2) Employers show interest in, and hesitation, toward private exchanges.

While employers’ interest in private exchanges for active employees continues to grow, many await additional evidence that this model can deliver more value than their traditional self-managed program. Their three qualifications for seriously considering this option for active full-time employees are:


  • Proof that private exchanges can deliver greater value than their current self-managed model for actives (64%);
  • Actions of other large companies in their industry (34%);
  • Inability to stay below the excise tax threshold using their traditional approach (26%).
  • Almost three in 10 (28%) employers have done an extensive analysis of the viability of a private exchange for their organizations. As more employers conduct analyses, the adoption rate is likely to increase. In fact, their confidence in private exchanges as a viable alternative for employer-sponsored coverage builds between plan years 2015 (14%) and 2016 (24%).
  • Public exchanges, however, do not enjoy the same confidence that private ones do, likely because of their highly publicized rocky start.

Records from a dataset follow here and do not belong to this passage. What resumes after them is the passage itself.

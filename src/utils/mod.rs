use std::time::Duration;

use libc::{clock_gettime, timespec, CLOCK_BOOTTIME, CLOCK_MONOTONIC};

pub mod clock;

pub const NANOS_PER_SECOND: i64 = 1_000_000_000;
pub const NANOS_PER_MILLI: i64 = 1_000_000;

fn read_clock(id: libc::clockid_t) -> Duration {
    let mut ts = timespec {
        tv_sec: 0,
        tv_nsec: 0,
    };
    // SAFETY: ts is a valid, writable timespec.
    let rv = unsafe { clock_gettime(id, &mut ts) };
    if rv != 0 {
        // Both clocks are mandatory on Linux; a failure here means a broken libc.
        error!("clock_gettime({id}) failed: {:?}", std::io::Error::last_os_error());
        return Duration::ZERO;
    }
    Duration::new(ts.tv_sec as u64, ts.tv_nsec as u32)
}

pub fn get_monotonic_time() -> Duration {
    read_clock(CLOCK_MONOTONIC)
}

/// Returns the time since boot including suspend, which telemetry timestamps use.
pub fn get_boottime() -> Duration {
    read_clock(CLOCK_BOOTTIME)
}

pub fn duration_to_ns(duration: Duration) -> i64 {
    i64::try_from(duration.as_nanos()).unwrap_or(i64::MAX)
}

pub fn ms_to_ns(ms: u32) -> i64 {
    i64::from(ms) * NANOS_PER_MILLI
}

/// Length of a rearming timer. At least one millisecond, so a timer never comes due again
/// at the instant it fires.
pub fn timer_ms_to_ns(ms: u32) -> i64 {
    ms_to_ns(ms.max(1))
}

/// Divides rounding half away from zero. `divisor` must be non-zero.
pub fn round_divide(dividend: i64, divisor: i64) -> i64 {
    debug_assert!(divisor != 0);
    if (dividend < 0) != (divisor < 0) {
        (dividend - divisor / 2) / divisor
    } else {
        (dividend + divisor / 2) / divisor
    }
}

/// Converts a period to the closest whole frequency in Hz. Non-positive periods give 0.
pub fn duration_ns_to_freq(duration_ns: i64) -> i32 {
    if duration_ns <= 0 {
        return 0;
    }
    i32::try_from(round_divide(NANOS_PER_SECOND, duration_ns)).unwrap_or(i32::MAX)
}

/// Converts a frequency in Hz to its period. Non-positive frequencies give 0.
pub fn freq_to_duration_ns(freq: i32) -> i64 {
    if freq <= 0 {
        return 0;
    }
    round_divide(NANOS_PER_SECOND, i64::from(freq))
}

#[cfg(test)]
mod tests {
    use super::*;

    #[test]
    fn round_divide_rounds_half_away_from_zero() {
        assert_eq!(round_divide(5, 2), 3);
        assert_eq!(round_divide(4, 3), 1);
        assert_eq!(round_divide(-5, 2), -3);
        assert_eq!(round_divide(33_333_333, 16_666_667), 2);
    }

    #[test]
    fn freq_conversions() {
        assert_eq!(freq_to_duration_ns(120), 8_333_333);
        assert_eq!(freq_to_duration_ns(60), 16_666_667);
        assert_eq!(duration_ns_to_freq(8_333_333), 120);
        assert_eq!(duration_ns_to_freq(16_666_667), 60);
        assert_eq!(duration_ns_to_freq(0), 0);
        assert_eq!(freq_to_duration_ns(-1), 0);
    }

    #[test]
    fn boottime_is_not_behind_monotonic() {
        let mono = get_monotonic_time();
        let boot = get_boottime();
        assert!(boot >= mono);
    }
}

Nearly eight in 10 (77%) employers lack confidence in public insurance exchanges as a viable alternative to employer-sponsored coverage, and almost all employers surveyed (99.5%) have no plans to exit active medical plans and direct employees to this arrangement.


3) Employers will center technology as a pivotal tool in strategies to boost employee engagement and improve access to health care.

Increasingly, employers are turning to personalized digital technologies to engage employees with their health benefits and encourage healthier lifestyles. In fact, 76% of companies are exploring mobile apps and fitness wearables for activity tracking, such as fitness and nutrition.
Further, more than half of employers are using mobile apps and fitness wearables for health care delivery (56%) and price/quality transparency tools (54%). These options spur employees to take a more active role in their personal health status and pursue a greater understanding of their health care benefits and services.